Research process
The Exemplars in Maternal and Neonatal Mortality study aims to systematically and comprehensively evaluate factors associated with rapid reductions in maternal and neonatal mortality. Selected countries demonstrated success at reducing maternal and neonatal mortality beyond what would be expected based on economic progress alone—as measured by changes in the gross national income per capita from 2000 to 2017. Data availability, regional representation, and existing in-country partnerships were also considered in the country selection process. The countries identified as Exemplars were Bangladesh, Ethiopia, India, Morocco, Nepal, Niger, and Senegal.
A mixed-methods approach was used to assess key drivers of progress and findings have been synthesized across five methods of inquiry: literature review, quantitative analysis of country-level data, qualitative analysis, policy and program review, and financing analysis. The research in Senegal has been completed in collaboration with a consortium of research partners, including Countdown to 2030, The London School of Hygiene and Tropical Medicine, as well as Medical Research Council Unit Gambia-Dakar.

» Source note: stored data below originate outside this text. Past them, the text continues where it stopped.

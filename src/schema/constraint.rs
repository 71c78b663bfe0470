//! Per-parameter constraints.

use crate::args::{ArgValue, TypeTag};
use serde::Serialize;

/// What a schema entry accepts for one parameter.
///
/// The variant is set explicitly per entry; nothing is inferred from the
/// shape of the allowed set at runtime.
#[derive(Debug, Clone, PartialEq, Serialize)]
#[serde(rename_all = "lowercase")]
pub enum Constraint {
    /// Any value whose runtime type is among the given tags.
    Type(Vec<TypeTag>),
    /// Exactly one of the given literal values.
    Enum(Vec<ArgValue>),
}

impl Constraint {
    /// Whether `value` satisfies this constraint.
    #[must_use]
    pub fn admits(&self, value: &ArgValue) -> bool {
        match self {
            Constraint::Type(tags) => tags.contains(&value.type_tag()),
            Constraint::Enum(allowed) => allowed.contains(value),
        }
    }
}
//! Quantize command implementation

use crate::cli::logging::{log, LogLevel};
use crate::config::QuantizeArgs;
use crate::io::TokenizerFiles;
use crate::registry::MethodRegistry;
use std::path::PathBuf;

/// Resolve the directory `save()` targets: the explicit or method-default
/// save dir, made absolute.
fn resolve_save_path(save_dir: &std::path::Path) -> Result<PathBuf, String> {
    std::path::absolute(save_dir)
        .map_err(|e| format!("Failed to resolve save directory {}: {e}", save_dir.display()))
}

/// Copy tokenizer files from a local model directory next to the model.
fn copy_tokenizer(model: &str, save_path: &std::path::Path, level: LogLevel) {
    let model_dir = PathBuf::from(model);
    if !model_dir.is_dir() {
        // Hub names have no local files to copy; the driver handles those.
        return;
    }
    match TokenizerFiles::locate(&model_dir).persist(save_path) {
        Ok(copied) => {
            for name in &copied {
                log(level, LogLevel::Verbose, &format!("  Copied {name}"));
            }
            if !copied.is_empty() {
                log(level, LogLevel::Normal, "Tokenizer files saved alongside the model");
            }
        }
        Err(e) => log(
            level,
            LogLevel::Normal,
            &format!("Warning: tokenizer copy failed: {e}"),
        ),
    }
}

pub fn run_quantize(args: QuantizeArgs, level: LogLevel) -> Result<(), String> {
    let registry = MethodRegistry::builtin();
    registry
        .check_consistency()
        .map_err(|e| format!("Registry misconfigured: {e}"))?;

    let arg_map = args.params.to_argument_map();
    registry
        .validate(&args.method, &arg_map)
        .map_err(|e| format!("Invalid arguments: {e}"))?;

    let model = args.params.resolve_model()?;
    let factory = registry
        .resolve(&args.method)
        .map_err(|e| e.to_string())?;
    let mut quantizer = factory.construct(&model, &arg_map);

    log(
        level,
        LogLevel::Normal,
        &format!("Quantizing {model} with {}", args.method),
    );
    log(
        level,
        LogLevel::Verbose,
        &format!("  Save dir: {}", quantizer.save_dir().display()),
    );

    quantizer.quantize().map_err(|e| e.to_string())?;
    log(
        level,
        LogLevel::Normal,
        &format!("{} quantization complete", args.method),
    );

    let save_path = resolve_save_path(quantizer.save_dir())?;
    quantizer.save(&save_path).map_err(|e| e.to_string())?;
    log(
        level,
        LogLevel::Normal,
        &format!("Quantized model saved to {}", save_path.display()),
    );

    if arg_map.get_bool("save_tokenizer").unwrap_or(false) {
        copy_tokenizer(&model, &save_path, level);
    }

    Ok(())
}
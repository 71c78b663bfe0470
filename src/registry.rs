//! Method registry
//!
//! Maps each method name to the factory that builds its quantizer. The
//! registry owns the schema table so the two key sets can be checked
//! against each other at startup; the sets drifting apart is a
//! configuration bug, not a runtime condition.

use crate::args::ArgumentMap;
use crate::backend::ProcessEngine;
use crate::quantizer::{AqlmFactory, AwqFactory, BnbFactory, GptqFactory, Quantizer};
use crate::schema::SchemaTable;
use crate::validate::{validate_args, ValidationError};
use std::collections::BTreeMap;
use std::sync::Arc;
use thiserror::Error;

/// Builds a quantizer instance for one method.
///
/// Factories only construct: no network, no disk I/O. Everything expensive
/// is deferred to `quantize()`.
pub trait QuantizerFactory: Send + Sync {
    /// Construct an instance from a model identifier and a validated
    /// argument map. Keys beyond what the method consumes are tolerated.
    fn construct(&self, model: &str, args: &ArgumentMap) -> Box<dyn Quantizer>;
}

/// Registry/schema consistency failure.
#[derive(Debug, Error)]
#[error(
    "schema table and registry key sets differ (schema only: {schema_only:?}, registry only: {registry_only:?})"
)]
pub struct RegistryMismatch {
    pub schema_only: Vec<String>,
    pub registry_only: Vec<String>,
}

/// Immutable method name → factory mapping, constructed once at startup
/// and passed to whoever dispatches.
pub struct MethodRegistry {
    schema: SchemaTable,
    factories: BTreeMap<String, Box<dyn QuantizerFactory>>,
}

impl MethodRegistry {
    /// Empty registry over the given schema table; used by tests to wire
    /// synthetic methods.
    #[must_use]
    pub fn new(schema: SchemaTable) -> Self {
        Self {
            schema,
            factories: BTreeMap::new(),
        }
    }

    /// Registry covering the four built-in methods, each backed by its
    /// default external driver.
    #[must_use]
    pub fn builtin() -> Self {
        let mut registry = Self::new(SchemaTable::builtin());
        registry.register(
            "bnb",
            Box::new(BnbFactory::new(Arc::new(ProcessEngine::driver("bnb")))),
        );
        registry.register(
            "gptq",
            Box::new(GptqFactory::new(Arc::new(ProcessEngine::driver("gptq")))),
        );
        registry.register(
            "awq",
            Box::new(AwqFactory::new(Arc::new(ProcessEngine::driver("awq")))),
        );
        // The additive-codebook pipeline ships as a standalone script.
        registry.register(
            "aqlm",
            Box::new(AqlmFactory::new(Arc::new(
                ProcessEngine::new("python").with_args(["main.py"]),
            ))),
        );
        registry
    }

    pub fn register(&mut self, method: impl Into<String>, factory: Box<dyn QuantizerFactory>) {
        self.factories.insert(method.into(), factory);
    }

    #[must_use]
    pub fn schema(&self) -> &SchemaTable {
        &self.schema
    }

    pub fn method_names(&self) -> impl Iterator<Item = &str> {
        self.factories.keys().map(String::as_str)
    }

    /// Factory for `method`, or `UnknownMethod` listing what is registered.
    pub fn resolve(&self, method: &str) -> Result<&dyn QuantizerFactory, ValidationError> {
        self.factories
            .get(method)
            .map(|factory| factory.as_ref())
            .ok_or_else(|| ValidationError::UnknownMethod {
                method: method.to_string(),
                known: self.method_names().map(String::from).collect(),
            })
    }

    /// Validate `args` for `method` against the carried schema table.
    pub fn validate(&self, method: &str, args: &ArgumentMap) -> Result<(), ValidationError> {
        validate_args(&self.schema, method, args)
    }

    /// Startup self-check: the schema table and the factory map must cover
    /// exactly the same methods.
    pub fn check_consistency(&self) -> Result<(), RegistryMismatch> {
        let schema_only: Vec<String> = self
            .schema
            .method_names()
            .filter(|m| !self.factories.contains_key(*m))
            .map(String::from)
            .collect();
        let registry_only: Vec<String> = self
            .factories
            .keys()
            .filter(|m| !self.schema.contains(m))
            .cloned()
            .collect();
        if schema_only.is_empty() && registry_only.is_empty() {
            Ok(())
        } else {
            Err(RegistryMismatch {
                schema_only,
                registry_only,
            })
        }
    }
}
//! Calibration data resolution.

use crate::args::ArgValue;

/// Default calibration corpus, used when no dataset is supplied.
pub const DEFAULT_CALIB_DATASET: &str = "allenai/c4";

/// Data file within the default corpus.
pub const DEFAULT_CALIB_FILE: &str = "en/c4-train.00001-of-01024.json.gz";

/// Number of samples drawn from the default corpus.
pub const DEFAULT_CALIB_SAMPLES: usize = 1024;

/// Where calibration text comes from.
///
/// A string argument is a dataset reference and a list is inline samples;
/// no further semantics are inferred from either.
#[derive(Debug, Clone, PartialEq, Eq)]
pub enum CalibrationSpec {
    /// Fall back to [`DEFAULT_CALIB_DATASET`] with [`DEFAULT_CALIB_SAMPLES`]
    /// samples.
    Default,
    /// A named dataset reference.
    Dataset(String),
    /// Inline text samples supplied directly.
    Inline(Vec<String>),
}

impl CalibrationSpec {
    /// Resolve the spec from an optional `calib_dataset` argument value.
    #[must_use]
    pub fn from_arg(value: Option<&ArgValue>) -> Self {
        match value {
            None => CalibrationSpec::Default,
            Some(ArgValue::Str(name)) => CalibrationSpec::Dataset(name.clone()),
            Some(ArgValue::List(samples)) => CalibrationSpec::Inline(samples.clone()),
            // Non-string shapes never get past validation; treat them as
            // absent rather than guessing.
            Some(_) => CalibrationSpec::Default,
        }
    }
}
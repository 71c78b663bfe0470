//! Activation-aware-style quantizer.
//!
//! Forwards the bit width, group size, zero-point switch, and kernel
//! version. Zero-point and version are not schema keys; they are read from
//! the tolerated extra kwargs with library defaults, the way the underlying
//! engine expects them.

use super::base::{parse_bits, persist_artifact, CommonConfig, CommonDefaults, Quantizer};
use super::error::{QuantError, Result};
use crate::args::ArgumentMap;
use crate::backend::{
    AwqRequest, DeviceMap, EngineError, EngineRequest, QuantEngine, QuantizedModel,
};
use crate::registry::QuantizerFactory;
use std::path::Path;
use std::sync::Arc;

const METHOD: &str = "awq";

const DEFAULTS: CommonDefaults = CommonDefaults {
    device_map: DeviceMap::Auto,
    quant_type: "4bit",
};

const DEFAULT_GROUP_SIZE: i64 = 128;
const DEFAULT_VERSION: &str = "GEMM";
const ALLOWED_BITS: [u8; 3] = [2, 3, 4];

pub struct AwqQuantizer {
    common: CommonConfig,
    group_size: i64,
    zero_point: bool,
    version: String,
    engine: Arc<dyn QuantEngine>,
    artifact: Option<QuantizedModel>,
}

impl AwqQuantizer {
    #[must_use]
    pub fn from_args(model: &str, args: &ArgumentMap, engine: Arc<dyn QuantEngine>) -> Self {
        let common = CommonConfig::resolve(METHOD, model, args, &DEFAULTS);
        let zero_point = common.extra.get_bool("zero_point").unwrap_or(true);
        let version = common
            .extra
            .get_str("version")
            .unwrap_or(DEFAULT_VERSION)
            .to_string();
        Self {
            group_size: args.get_int("group_size").unwrap_or(DEFAULT_GROUP_SIZE),
            common,
            zero_point,
            version,
            engine,
            artifact: None,
        }
    }

    fn request(&self) -> Result<EngineRequest> {
        let bits = parse_bits(&self.common.quant_type)
            .filter(|b| ALLOWED_BITS.contains(b))
            .ok_or_else(|| QuantError::Quantization {
                method: METHOD.to_string(),
                source: EngineError::Engine(format!(
                    "only {ALLOWED_BITS:?} bits are supported, got {}",
                    self.common.quant_type
                )),
            })?;
        Ok(EngineRequest::Awq(AwqRequest {
            model: self.common.model.clone(),
            device_map: self.common.device_map,
            bits,
            group_size: self.group_size,
            zero_point: self.zero_point,
            version: self.version.clone(),
            save_tokenizer: self.common.save_tokenizer,
            output_dir: self.common.save_dir.clone(),
        }))
    }
}

impl Quantizer for AwqQuantizer {
    fn method(&self) -> &str {
        METHOD
    }

    fn save_dir(&self) -> &Path {
        &self.common.save_dir
    }

    fn is_quantized(&self) -> bool {
        self.artifact.is_some()
    }

    fn quantize(&mut self) -> Result<&QuantizedModel> {
        let request = self.request()?;
        let model = self
            .engine
            .run(&request)
            .map_err(|source| QuantError::Quantization {
                method: METHOD.to_string(),
                source,
            })?;
        Ok(self.artifact.insert(model))
    }

    fn save(&self, dir: &Path) -> Result<()> {
        persist_artifact(self.artifact.as_ref(), dir)
    }
}

/// Factory wiring an [`AwqQuantizer`] to its engine.
pub struct AwqFactory {
    engine: Arc<dyn QuantEngine>,
}

impl AwqFactory {
    #[must_use]
    pub fn new(engine: Arc<dyn QuantEngine>) -> Self {
        Self { engine }
    }
}

impl QuantizerFactory for AwqFactory {
    fn construct(&self, model: &str, args: &ArgumentMap) -> Box<dyn Quantizer> {
        Box::new(AwqQuantizer::from_args(model, args, Arc::clone(&self.engine)))
    }
}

Figure 37: NMR/MMR Exemplars Country Selection
Summary of Methods
Method |
Data sources |
Short description of methods |
---|---|---|
Literature search |
Peer-reviewed literature databases (PubMed, Scopus) | Comprehensive search of policy and program literature focused on Senegal and MNH. |
Mortality rates: national and stratified |
DHS (1992–2018) IGME IHME MMEIG |
Trends analysis using modeled estimates from IGME, MMEIG, and IHME. Analysis of pooled survey data for trends and inequalities. |
Cause of death |
Senegal Maternal Mortality Report 2016 WHO/MCEE |
Causes of maternal death were obtained from Senegal Maternal Mortality Report 2016 |
Coverage and equity |
DHS (1993 – 2017) BMMS (2001, 2010, 2016) |
National, subnational, and equity-stratified data were reanalyzed for consistency in coverage indicator definition across surveys and absolute and relative changes were calculated. |
Fertility decomposition |
IGME and MMEIG estimates of maternal and neonatal mortality; UN Population Division’s estimate of population, total births, and crude birth rates |
Use of Jain’s decomposition of maternal lives saved between 2000 and 2017 into components due to decline in birth rates, changes in birth risk composition, and maternal health programs; Adapt the method to decompose neonatal mortality reduction on the same period. |
Lives Saved Tool |
IGME and MMEIG estimates of maternal and neonatal mortality; DHS and national surveys for coverage estimate; SPA for quality of care |
Lives saved analysis to determine the contribution of coverage change of health interventions to decline in maternal and neonatal mortality between 2000 and 2019. |
Policy and program |
Country reports; annual statistical yearbook |
Desk review of health systems organization; programs and policies; development of a policy timeline; human resources for health; analysis of qualitative interviews. |
Qualitative interviews |
Key informant interviews |
In-depth key informant interviews on health system context and organization, policy and program development, success and challenges. |
Abbreviations: ANC, antenatal care; DHS, Demographic and Health Surveys; IGME, United Nations Inter-Agency Group for Child Mortality Estimation; IHME, Institute for Health Metrics and Evaluation; MMEIG, United Nations Maternal Mortality Estimation Inter-Agency Group; MNH, maternal and newborn health; SPA, Service Provision Assessment; WHO/MCEE, World Health Organization Maternal Child Epidemiology Estimation Group.